Not according to my Harrap dictionary.

bâtard, a. & s. Bastard

salaud, s. P: Dirty dog; skunk


But it's an old dictionary. Maybe since it was published Brussels has issued some new Euro-directive to change things.
 


Gwylan

Well-known member
Jul 5, 2003
32,176
Uffern
Lord Bracknell said:
Not according to my Harrap dictionary.

bâtard, a. & s. Bastard

salaud, s. P: Dirty dog; skunk


But it's an old dictionary. Maybe since it was published Brussels has issued some new Euro-directive to change things.

I'd like to read the Euro-directive on swearing.

Salaud is the word I've always used for bastard (and it's the one that my dictionary has). Bâtard does mean bastard but isn't it the word for someone illegitimate? I think William the Conqueror is known as Guillaume le Bâtard in French, but I bow to your Lordship's knowledge.
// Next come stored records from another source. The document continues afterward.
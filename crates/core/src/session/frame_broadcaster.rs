use std::sync::Arc;

use tokio::sync::watch;

/// One compressed frame as sent to viewers.
#[derive(Clone, Debug, PartialEq, Eq)]
pub struct EncodedFrame {
    /// Position in the session's output stream, starting at 0.
    pub sequence: u64,
    pub data: Arc<[u8]>,
}

/// Latest-value fan-out from a capture loop to its viewers.
///
/// Publishing replaces the current frame instead of queueing, so a slow
/// viewer skips frames rather than holding up capture. Dropping the
/// broadcaster ends every subscriber's stream.
pub struct FrameBroadcaster {
    sender: watch::Sender<Option<EncodedFrame>>,
}

impl FrameBroadcaster {
    pub fn new() -> Self {
        let (sender, _) = watch::channel(None);
        Self { sender }
    }

    pub fn publish(&self, frame: EncodedFrame) {
        self.sender.send_replace(Some(frame));
    }

    /// Receiver that observes frames published after this call only.
    pub fn subscribe(&self) -> watch::Receiver<Option<EncodedFrame>> {
        self.sender.subscribe()
    }
}

impl Default for FrameBroadcaster {
    fn default() -> Self {
        Self::new()
    }
}
use crate::annotation::bitmap_font::{glyph, GLYPH_ADVANCE, GLYPH_HEIGHT, GLYPH_WIDTH};
use crate::shared::frame::Frame;
use crate::shared::rect::Rect;

/// Gap in pixels between a label and the box it names.
const LABEL_MARGIN: i32 = 2;

/// Draws the outline of `rect` with the given stroke width, growing inwards.
///
/// Pixels outside the frame are skipped. Non-RGB frames are left untouched.
pub fn draw_rect_outline(frame: &mut Frame, rect: &Rect, color: [u8; 3], stroke: u32) {
    if rect.is_degenerate() || stroke == 0 {
        return;
    }
    let s = stroke as i32;
    let inner_right = (rect.left + s).min(rect.right);
    let inner_bottom = (rect.top + s).min(rect.bottom);

    // top and bottom bands
    fill_rect(frame, rect.left, rect.top, rect.right, inner_bottom, color);
    fill_rect(frame, rect.left, (rect.bottom - s).max(rect.top), rect.right, rect.bottom, color);
    // left and right bands
    fill_rect(frame, rect.left, rect.top, inner_right, rect.bottom, color);
    fill_rect(frame, (rect.right - s).max(rect.left), rect.top, rect.right, rect.bottom, color);
}

/// Renders `text` with its top-left corner at `(x, y)`, each glyph pixel
/// scaled to a `scale`x`scale` block. Characters without a glyph still
/// advance the cursor.
pub fn draw_text(frame: &mut Frame, x: i32, y: i32, text: &str, color: [u8; 3], scale: u32) {
    let scale = scale.max(1) as i32;
    let mut cursor = x;
    for ch in text.chars() {
        if let Some(rows) = glyph(ch) {
            for (row, bits) in rows.iter().enumerate() {
                for col in 0..GLYPH_WIDTH as i32 {
                    if (bits >> (GLYPH_WIDTH as i32 - 1 - col)) & 1 == 0 {
                        continue;
                    }
                    let px = cursor + col * scale;
                    let py = y + row as i32 * scale;
                    fill_rect(frame, px, py, px + scale, py + scale, color);
                }
            }
        }
        cursor += GLYPH_ADVANCE as i32 * scale;
    }
}

/// Pixel size of `text` rendered at `scale`.
pub fn text_size(text: &str, scale: u32) -> (u32, u32) {
    let scale = scale.max(1);
    let chars = text.chars().count() as u32;
    let width = if chars == 0 {
        0
    } else {
        (chars * GLYPH_ADVANCE - (GLYPH_ADVANCE - GLYPH_WIDTH)) * scale
    };
    (width, GLYPH_HEIGHT * scale)
}

/// Draws `name` anchored at the top-left corner of `rect`: just above the box
/// when there is room, otherwise just inside its top edge.
pub fn draw_label(frame: &mut Frame, rect: &Rect, name: &str, color: [u8; 3], scale: u32) {
    let (_, text_height) = text_size(name, scale);
    let above = rect.top - LABEL_MARGIN - text_height as i32;
    let y = if above >= 0 { above } else { rect.top + LABEL_MARGIN };
    draw_text(frame, rect.left, y, name, color, scale);
}

/// Fills the half-open box `[left, right) x [top, bottom)`, clipped to the frame.
fn fill_rect(frame: &mut Frame, left: i32, top: i32, right: i32, bottom: i32, color: [u8; 3]) {
    if frame.channels() != 3 {
        return;
    }
    let width = frame.width() as i32;
    let height = frame.height() as i32;
    let x0 = left.clamp(0, width);
    let x1 = right.clamp(0, width);
    let y0 = top.clamp(0, height);
    let y1 = bottom.clamp(0, height);
    if x0 >= x1 || y0 >= y1 {
        return;
    }

    let stride = width as usize * 3;
    let data = frame.data_mut();
    for y in y0 as usize..y1 as usize {
        let row = &mut data[y * stride..(y + 1) * stride];
        for pixel in row[x0 as usize * 3..x1 as usize * 3].chunks_exact_mut(3) {
            pixel.copy_from_slice(&color);
        }
    }
}
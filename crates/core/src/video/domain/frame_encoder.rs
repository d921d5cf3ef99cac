use thiserror::Error;

use crate::shared::frame::Frame;

#[derive(Error, Debug)]
pub enum EncodeError {
    #[error("frame has {0} channels, expected 3")]
    UnsupportedChannels(u8),
    #[error("frame buffer does not match {width}x{height}")]
    BufferSize { width: u32, height: u32 },
    #[error("encoding failed: {0}")]
    Codec(#[from] image::ImageError),
}

/// Compresses an annotated frame for transmission.
pub trait FrameEncoder: Send + Sync {
    fn encode(&self, frame: &Frame) -> Result<Vec<u8>, EncodeError>;

    /// MIME type of the encoded payload.
    fn content_type(&self) -> &'static str;
}
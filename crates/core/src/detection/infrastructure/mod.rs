pub mod blob_params;
pub mod onnx_ssd_detector;
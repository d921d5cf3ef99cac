pub mod average_hasher;
pub mod gallery_manifest;
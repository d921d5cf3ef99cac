use actix_web::http::header;
use actix_web::web::{self, Bytes};
use actix_web::HttpResponse;
use async_stream::stream;

use facecam_core::session::capture_session::SessionError;
use facecam_core::session::session_registry::SessionRegistry;

use crate::mjpeg;

/// Shared state behind every request.
pub struct AppState {
    pub registry: SessionRegistry,
    /// MIME type of each streamed part.
    pub part_content_type: &'static str,
}

pub fn configure(cfg: &mut web::ServiceConfig) {
    cfg.route("/{device_id}", web::get().to(stream_handler));
}

/// Non-numeric ids fall back to device 0.
pub fn parse_device_id(raw: &str) -> u32 {
    raw.parse().unwrap_or_else(|_| {
        log::warn!("Invalid device id {raw:?}, using device 0");
        0
    })
}

/// Streams the annotated feed of one camera until the client disconnects.
async fn stream_handler(path: web::Path<String>, state: web::Data<AppState>) -> HttpResponse {
    let device_id = parse_device_id(&path);

    let registry_state = state.clone();
    let acquired = web::block(move || registry_state.registry.acquire(device_id)).await;
    let mut handle = match acquired {
        Ok(Ok(handle)) => handle,
        Ok(Err(SessionError::Open { source, .. })) => {
            log::error!("Device {device_id}: open video capture fail: {source}");
            return HttpResponse::Forbidden().body(format!("open video capture fail: {source}\n"));
        }
        Ok(Err(e)) => {
            log::error!("{e}");
            return HttpResponse::InternalServerError().body(format!("{e}\n"));
        }
        Err(e) => {
            log::error!("Device {device_id}: acquire did not complete: {e}");
            return HttpResponse::InternalServerError().finish();
        }
    };
    log::info!(
        "Viewer joined device {device_id} (generation {})",
        handle.generation()
    );

    let part_content_type = state.part_content_type;
    let body = stream! {
        while let Some(frame) = handle.next_frame().await {
            let part = mjpeg::part(part_content_type, &frame.data);
            yield Ok::<Bytes, actix_web::Error>(Bytes::from(part));
        }
        log::info!("Device {} stream ended", handle.device_id());
    };

    HttpResponse::Ok()
        .append_header((header::CACHE_CONTROL, "no-cache"))
        .content_type(mjpeg::content_type())
        .streaming(body)
}
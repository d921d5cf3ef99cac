use image::codecs::jpeg::JpegEncoder;
use image::ExtendedColorType;

use crate::shared::constants::DEFAULT_JPEG_QUALITY;
use crate::shared::frame::Frame;
use crate::video::domain::frame_encoder::{EncodeError, FrameEncoder};

/// Baseline JPEG encoder for the MJPEG stream.
pub struct JpegFrameEncoder {
    quality: u8,
}

impl JpegFrameEncoder {
    /// `quality` is clamped to 1..=100.
    pub fn new(quality: u8) -> Self {
        Self {
            quality: quality.clamp(1, 100),
        }
    }

    pub fn quality(&self) -> u8 {
        self.quality
    }
}

impl Default for JpegFrameEncoder {
    fn default() -> Self {
        Self::new(DEFAULT_JPEG_QUALITY)
    }
}

impl FrameEncoder for JpegFrameEncoder {
    fn encode(&self, frame: &Frame) -> Result<Vec<u8>, EncodeError> {
        if frame.channels() != 3 {
            return Err(EncodeError::UnsupportedChannels(frame.channels()));
        }
        let expected = frame.width() as usize * frame.height() as usize * 3;
        if frame.data().len() != expected {
            return Err(EncodeError::BufferSize {
                width: frame.width(),
                height: frame.height(),
            });
        }

        let mut out = Vec::with_capacity(expected / 8);
        JpegEncoder::new_with_quality(&mut out, self.quality).encode(
            frame.data(),
            frame.width(),
            frame.height(),
            ExtendedColorType::Rgb8,
        )?;
        Ok(out)
    }

    fn content_type(&self) -> &'static str {
        "image/jpeg"
    }
}
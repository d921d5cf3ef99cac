use crate::identity::domain::gallery::Gallery;
use crate::identity::domain::perceptual_hasher::PerceptualHasher;
use crate::shared::constants::MATCH_SIMILARITY_THRESHOLD;
use crate::shared::frame::Frame;

/// Which gallery entry wins when several clear the threshold.
#[derive(Clone, Copy, Debug, Default, PartialEq, Eq)]
pub enum MatchPolicy {
    /// First qualifying entry in gallery (name) order.
    #[default]
    FirstAboveThreshold,
    /// Qualifying entry with the highest similarity; gallery order breaks ties.
    BestSimilarity,
}

/// Names a face crop by perceptual-hash similarity against the gallery.
///
/// Built once at startup; never mutated afterwards.
pub struct IdentityMatcher {
    gallery: Gallery,
    hasher: Box<dyn PerceptualHasher>,
    threshold: f64,
    policy: MatchPolicy,
}

impl IdentityMatcher {
    pub fn new(gallery: Gallery, hasher: Box<dyn PerceptualHasher>, policy: MatchPolicy) -> Self {
        Self {
            gallery,
            hasher,
            threshold: MATCH_SIMILARITY_THRESHOLD,
            policy,
        }
    }

    /// Returns the matched name, or `None` when no entry is similar enough.
    pub fn match_name(&self, region: &Frame) -> Option<&str> {
        if self.gallery.is_empty() {
            return None;
        }
        let hash = self.hasher.compute(region);
        let max = self.hasher.max_distance();

        let mut qualifying = self.gallery.entries().iter().filter_map(|entry| {
            let score = similarity(self.hasher.distance(&hash, &entry.hash), max);
            (score > self.threshold).then_some((entry, score))
        });

        let winner = match self.policy {
            MatchPolicy::FirstAboveThreshold => qualifying.next(),
            MatchPolicy::BestSimilarity => qualifying.fold(None, |best, candidate| match best {
                Some((_, best_score)) if best_score >= candidate.1 => best,
                _ => Some(candidate),
            }),
        };
        winner.map(|(entry, _)| entry.name.as_str())
    }
}

/// `1 - distance / max_distance`; 1.0 for identical hashes.
pub fn similarity(distance: u32, max_distance: u32) -> f64 {
    if max_distance == 0 {
        return 0.0;
    }
    1.0 - distance as f64 / max_distance as f64
}
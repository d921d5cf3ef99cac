use crate::detection::domain::detection_tensor::DetectionTensor;
use crate::shared::frame::Frame;

/// Domain interface for the face detection model.
///
/// Implementations own the inference session, which needs exclusive
/// access while running, hence `&mut self`.
pub trait FaceDetector: Send {
    fn infer(&mut self, frame: &Frame) -> Result<DetectionTensor, Box<dyn std::error::Error>>;
}
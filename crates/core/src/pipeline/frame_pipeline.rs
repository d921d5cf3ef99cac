use crate::annotation::frame_annotator::{draw_label, draw_rect_outline};
use crate::identity::domain::identity_matcher::IdentityMatcher;
use crate::pipeline::face_locator::{FaceLocator, PipelineError};
use crate::pipeline::frame_processor::FrameProcessor;
use crate::shared::constants::{BOX_COLOR, BOX_STROKE, LABEL_COLOR, LABEL_SCALE};
use crate::shared::frame::Frame;
use crate::shared::rect::Rect;

/// What was drawn for one detected face.
#[derive(Clone, Debug, PartialEq, Eq)]
pub struct NamedRegion {
    pub rect: Rect,
    pub name: Option<String>,
}

/// Detect → match → annotate, one frame at a time.
pub struct FramePipeline {
    locator: FaceLocator,
    matcher: IdentityMatcher,
}

impl FramePipeline {
    pub fn new(locator: FaceLocator, matcher: IdentityMatcher) -> Self {
        Self { locator, matcher }
    }

    /// Draws a box around every detected face and the matched name above it.
    ///
    /// Faces are cropped for matching before anything is drawn, so
    /// overlapping boxes never leak into another face's hash.
    pub fn annotate(&mut self, frame: &mut Frame) -> Result<Vec<NamedRegion>, PipelineError> {
        let detections = self.locator.locate(frame)?;

        // Hash the undrawn pixels, like the gallery photos. Cropping after
        // drawing would put the green border into every live hash.
        let regions: Vec<NamedRegion> = detections
            .iter()
            .map(|detection| NamedRegion {
                rect: detection.rect,
                name: frame
                    .crop(&detection.rect)
                    .and_then(|face| self.matcher.match_name(&face).map(str::to_owned)),
            })
            .collect();

        for region in &regions {
            draw_rect_outline(frame, &region.rect, BOX_COLOR, BOX_STROKE);
        }
        for region in &regions {
            if let Some(name) = &region.name {
                draw_label(frame, &region.rect, name, LABEL_COLOR, LABEL_SCALE);
            }
        }
        Ok(regions)
    }
}

impl FrameProcessor for FramePipeline {
    fn process(&mut self, mut frame: Frame) -> Result<Frame, Box<dyn std::error::Error>> {
        let regions = self.annotate(&mut frame)?;
        if !regions.is_empty() {
            log::trace!(
                "Frame {}: {} face(s), {} named",
                frame.index(),
                regions.len(),
                regions.iter().filter(|r| r.name.is_some()).count()
            );
        }
        Ok(frame)
    }
}
pub mod shared {
    pub mod constants;
    pub mod frame;
    pub mod rect;
}

pub mod detection {
    pub mod domain {
        pub mod detection_parser;
        pub mod detection_tensor;
        pub mod face_detector;
    }
    pub mod infrastructure;
}

pub mod identity {
    pub mod domain {
        pub mod gallery;
        pub mod identity_matcher;
        pub mod perceptual_hasher;
    }
    pub mod infrastructure;
}

pub mod annotation {
    mod bitmap_font;
    pub mod frame_annotator;
}

pub mod capture {
    pub mod domain {
        pub mod capture_device;
    }
    pub mod infrastructure;
}

pub mod video {
    pub mod domain {
        pub mod frame_encoder;
        pub mod image_reader;
    }
    pub mod infrastructure;
}

pub mod pipeline {
    pub mod build_gallery_use_case;
    pub mod face_locator;
    pub mod frame_pipeline;
    pub mod frame_processor;
}

pub mod session {
    pub mod capture_session;
    pub mod frame_broadcaster;
    pub mod session_registry;
    pub mod viewer_handle;
}
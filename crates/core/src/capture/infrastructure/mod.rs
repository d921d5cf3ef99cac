pub mod ffmpeg_camera;
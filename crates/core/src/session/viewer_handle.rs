use std::sync::Arc;

use tokio::sync::watch;

use crate::session::capture_session::CaptureSession;
use crate::session::frame_broadcaster::EncodedFrame;

/// One viewer's claim on a capture session.
///
/// Holding the handle keeps the device open; dropping it gives the viewer
/// slot back. A handle outliving its session generation (the device failed
/// and was reopened since) releases nothing on drop.
pub struct ViewerHandle {
    session: Arc<CaptureSession>,
    generation: u64,
    frames: watch::Receiver<Option<EncodedFrame>>,
    released: bool,
}

impl ViewerHandle {
    pub(crate) fn new(
        session: Arc<CaptureSession>,
        generation: u64,
        frames: watch::Receiver<Option<EncodedFrame>>,
    ) -> Self {
        Self {
            session,
            generation,
            frames,
            released: false,
        }
    }

    pub fn device_id(&self) -> u32 {
        self.session.device_id()
    }

    pub fn generation(&self) -> u64 {
        self.generation
    }

    /// Waits for the next published frame.
    ///
    /// Returns `None` once the session stops capturing.
    pub async fn next_frame(&mut self) -> Option<EncodedFrame> {
        loop {
            self.frames.changed().await.ok()?;
            if let Some(frame) = self.frames.borrow_and_update().clone() {
                return Some(frame);
            }
        }
    }

    /// Gives the viewer slot back now instead of on drop.
    ///
    /// Returns whether the session's viewer count changed.
    pub fn release(mut self) -> bool {
        self.released = true;
        self.session.release_generation(self.generation)
    }
}

impl Drop for ViewerHandle {
    fn drop(&mut self) {
        if !self.released {
            self.session.release_generation(self.generation);
        }
    }
}
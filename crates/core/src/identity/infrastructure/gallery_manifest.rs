use std::collections::BTreeMap;
use std::path::{Path, PathBuf};

use thiserror::Error;

#[derive(Error, Debug)]
pub enum GalleryManifestError {
    #[error("failed to read gallery manifest {}: {source}", path.display())]
    Read {
        path: PathBuf,
        source: std::io::Error,
    },
    #[error("invalid gallery manifest {}: {source}", path.display())]
    Parse {
        path: PathBuf,
        source: serde_json::Error,
    },
}

/// Name → reference image mapping, loaded from a JSON object such as
/// `{"renjie": "faces/renjie.jpg"}`.
///
/// Relative image paths resolve against the manifest's directory.
#[derive(Clone, Debug, Default, PartialEq, Eq)]
pub struct GalleryManifest {
    entries: BTreeMap<String, PathBuf>,
}

impl GalleryManifest {
    pub fn new(entries: impl IntoIterator<Item = (String, PathBuf)>) -> Self {
        Self {
            entries: entries.into_iter().collect(),
        }
    }

    pub fn load(path: &Path) -> Result<Self, GalleryManifestError> {
        let text = std::fs::read_to_string(path).map_err(|source| GalleryManifestError::Read {
            path: path.to_path_buf(),
            source,
        })?;
        let raw: BTreeMap<String, PathBuf> =
            serde_json::from_str(&text).map_err(|source| GalleryManifestError::Parse {
                path: path.to_path_buf(),
                source,
            })?;

        let base = path.parent().unwrap_or_else(|| Path::new(""));
        let entries = raw
            .into_iter()
            .map(|(name, image)| {
                let resolved = if image.is_relative() {
                    base.join(image)
                } else {
                    image
                };
                (name, resolved)
            })
            .collect();
        Ok(Self { entries })
    }

    /// Entries in name order.
    pub fn entries(&self) -> impl Iterator<Item = (&str, &Path)> {
        self.entries
            .iter()
            .map(|(name, path)| (name.as_str(), path.as_path()))
    }

    pub fn len(&self) -> usize {
        self.entries.len()
    }

    pub fn is_empty(&self) -> bool {
        self.entries.is_empty()
    }
}
use crate::identity::domain::perceptual_hasher::ImageHash;

/// A known face: display name plus the hash of its reference crop.
#[derive(Clone, Debug, PartialEq, Eq)]
pub struct GalleryEntry {
    pub name: String,
    pub hash: ImageHash,
}

/// Immutable set of known faces, ordered by name.
///
/// The ordering makes first-match lookups deterministic across runs.
#[derive(Clone, Debug, Default, PartialEq, Eq)]
pub struct Gallery {
    entries: Vec<GalleryEntry>,
}

impl Gallery {
    pub fn new(mut entries: Vec<GalleryEntry>) -> Self {
        entries.sort_by(|a, b| a.name.cmp(&b.name));
        Self { entries }
    }

    pub fn entries(&self) -> &[GalleryEntry] {
        &self.entries
    }

    pub fn len(&self) -> usize {
        self.entries.len()
    }

    pub fn is_empty(&self) -> bool {
        self.entries.is_empty()
    }
}

#[cfg(test)]
mod tests {
    use super::*;

    fn entry(name: &str, hash: u64) -> GalleryEntry {
        GalleryEntry {
            name: name.to_string(),
            hash: ImageHash(hash),
        }
    }

    #[test]
    fn test_entries_sorted_by_name() {
        let gallery = Gallery::new(vec![entry("zoe", 1), entry("alice", 2), entry("mia", 3)]);
        let names: Vec<&str> = gallery.entries().iter().map(|e| e.name.as_str()).collect();
        assert_eq!(names, vec!["alice", "mia", "zoe"]);
    }

    #[test]
    fn test_default_is_empty() {
        let gallery = Gallery::default();
        assert!(gallery.is_empty());
        assert_eq!(gallery.len(), 0);
    }
}
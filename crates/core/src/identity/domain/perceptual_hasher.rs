use crate::shared::frame::Frame;

/// Fixed-width perceptual fingerprint of an image.
#[derive(Clone, Copy, Debug, PartialEq, Eq, Hash)]
pub struct ImageHash(pub u64);

/// Domain interface for the perceptual-hash engine.
///
/// `distance` must be symmetric, zero for identical hashes, and never exceed
/// `max_distance`.
pub trait PerceptualHasher: Send + Sync {
    fn compute(&self, image: &Frame) -> ImageHash;

    fn distance(&self, a: &ImageHash, b: &ImageHash) -> u32;

    fn max_distance(&self) -> u32 {
        u64::BITS
    }
}
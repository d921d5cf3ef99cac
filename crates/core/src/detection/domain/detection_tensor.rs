use crate::shared::constants::DETECTION_RECORD_LEN;

/// Raw SSD detector output flattened to `N × 7` floats.
///
/// Each record is `[batch_id, class_id, confidence, left, top, right, bottom]`
/// with box coordinates normalized to `[0, 1]`.
#[derive(Clone, Debug, Default, PartialEq)]
pub struct DetectionTensor {
    data: Vec<f32>,
}

/// One row of a [`DetectionTensor`].
#[derive(Clone, Copy, Debug, PartialEq)]
pub struct RawDetection {
    pub batch_id: f32,
    pub class_id: f32,
    pub confidence: f32,
    pub left: f32,
    pub top: f32,
    pub right: f32,
    pub bottom: f32,
}

impl DetectionTensor {
    /// Wraps flattened detector output. A trailing partial record is ignored.
    pub fn new(data: Vec<f32>) -> Self {
        Self { data }
    }

    pub fn from_records(records: &[RawDetection]) -> Self {
        let data = records
            .iter()
            .flat_map(|r| {
                [
                    r.batch_id,
                    r.class_id,
                    r.confidence,
                    r.left,
                    r.top,
                    r.right,
                    r.bottom,
                ]
            })
            .collect();
        Self { data }
    }

    pub fn len(&self) -> usize {
        self.data.len() / DETECTION_RECORD_LEN
    }

    pub fn is_empty(&self) -> bool {
        self.len() == 0
    }

    pub fn records(&self) -> impl Iterator<Item = RawDetection> + '_ {
        self.data
            .chunks_exact(DETECTION_RECORD_LEN)
            .map(|row| RawDetection {
                batch_id: row[0],
                class_id: row[1],
                confidence: row[2],
                left: row[3],
                top: row[4],
                right: row[5],
                bottom: row[6],
            })
    }
}
//! Redis backend for sessions.

use crate::error::SessionResult;
use crate::router::StoreGroup;
use crate::store::{HashCommand, HashStore, HashTransaction};
use async_trait::async_trait;
use hashsession_redis::redis;
use hashsession_redis::{RedisConfig, RedisService};
use std::collections::HashMap;
use std::sync::Arc;
use std::time::Duration;

#[async_trait]
impl HashStore for RedisService {
    fn name(&self) -> String {
        self.config().target_name()
    }

    async fn hash_get_all(&self, key: &str) -> SessionResult<HashMap<String, Vec<u8>>> {
        Ok(self.hgetall_bytes(key).await?)
    }

    async fn expire(&self, key: &str, ttl: Duration) -> SessionResult<bool> {
        Ok(RedisService::expire(self, key, ttl).await?)
    }

    async fn execute(&self, transaction: HashTransaction) -> SessionResult<()> {
        if transaction.is_empty() {
            return Ok(());
        }
        self.exec_atomic(to_pipeline(transaction)).await?;
        Ok(())
    }
}

/// Translate a transaction into a pipeline of ignored replies.
fn to_pipeline(transaction: HashTransaction) -> redis::Pipeline {
    let mut pipe = redis::pipe();

    for command in transaction.into_commands() {
        match command {
            HashCommand::HashSet { key, entries } => {
                // Variadic HSET; `hset_multiple` would emit the deprecated HMSET.
                let mut cmd = redis::cmd("HSET");
                cmd.arg(key);
                for (field, value) in entries {
                    cmd.arg(field).arg(value);
                }
                pipe.add_command(cmd).ignore();
            }
            HashCommand::HashDelete { key, fields } => {
                pipe.hdel(key, fields).ignore();
            }
        }
    }

    pipe
}

/// Connect to every configured Redis and group them for routing.
///
/// Targets are named after [`RedisConfig::target_name`], so two configs
/// pointing at the same server and database are rejected unless they carry
/// distinct connection names.
pub async fn redis_group(configs: Vec<RedisConfig>) -> SessionResult<StoreGroup> {
    let mut targets: Vec<Arc<dyn HashStore>> = Vec::with_capacity(configs.len());
    for config in configs {
        targets.push(Arc::new(RedisService::new(config).await?));
    }
    StoreGroup::new(targets)
}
It's definitely the name of a type of loaf though, it always makes me snigger when I go to a boulangerie.
 


Gwylan -

I don't think we have a difference of opinion about French. Maybe our problem is English?

When I sing "You dirty northern bastards", I have in mind the widespread problem of absentee fathers that characterises the upbringing of footballers who aspire to play for Hartlepool.

Which is why I translated the southern equivalent as "Bâtards méridionaux sales".

You are obviously thinking "dirty dogs", as mentioned by Mr Harrap in his fine dictionary - "Salauds méridionaux".

But ... Vous êtes gallois, et vous savez que vous êtes.

:)
 




eastlondonseagull

Well-known member
Jan 15, 2004
13,385
West Yorkshire
Don't call a bird a 'salope' or she'll slap you.

P-A-L-A-C-E
Monsieur Dowie a VD
Avec une nic nac paddy wack
Donne le chien un os
Crystal Palace va faire foutre

:lolol: although that's probably completely wrong. Merde
 


Gwylan

Well-known member
Jul 5, 2003
32,176
Uffern
Lord Bracknell said:
Gwylan -

I don't think we have a difference of opinion about French. Maybe our problem is English?

When I sing "You dirty northern bastards", I have in mind the widespread problem of absentee fathers that characterises the upbringing of footballers who aspire to play for Hartlepool.
Which is why I translated the southern equivalent as "Bâtards méridionaux sales".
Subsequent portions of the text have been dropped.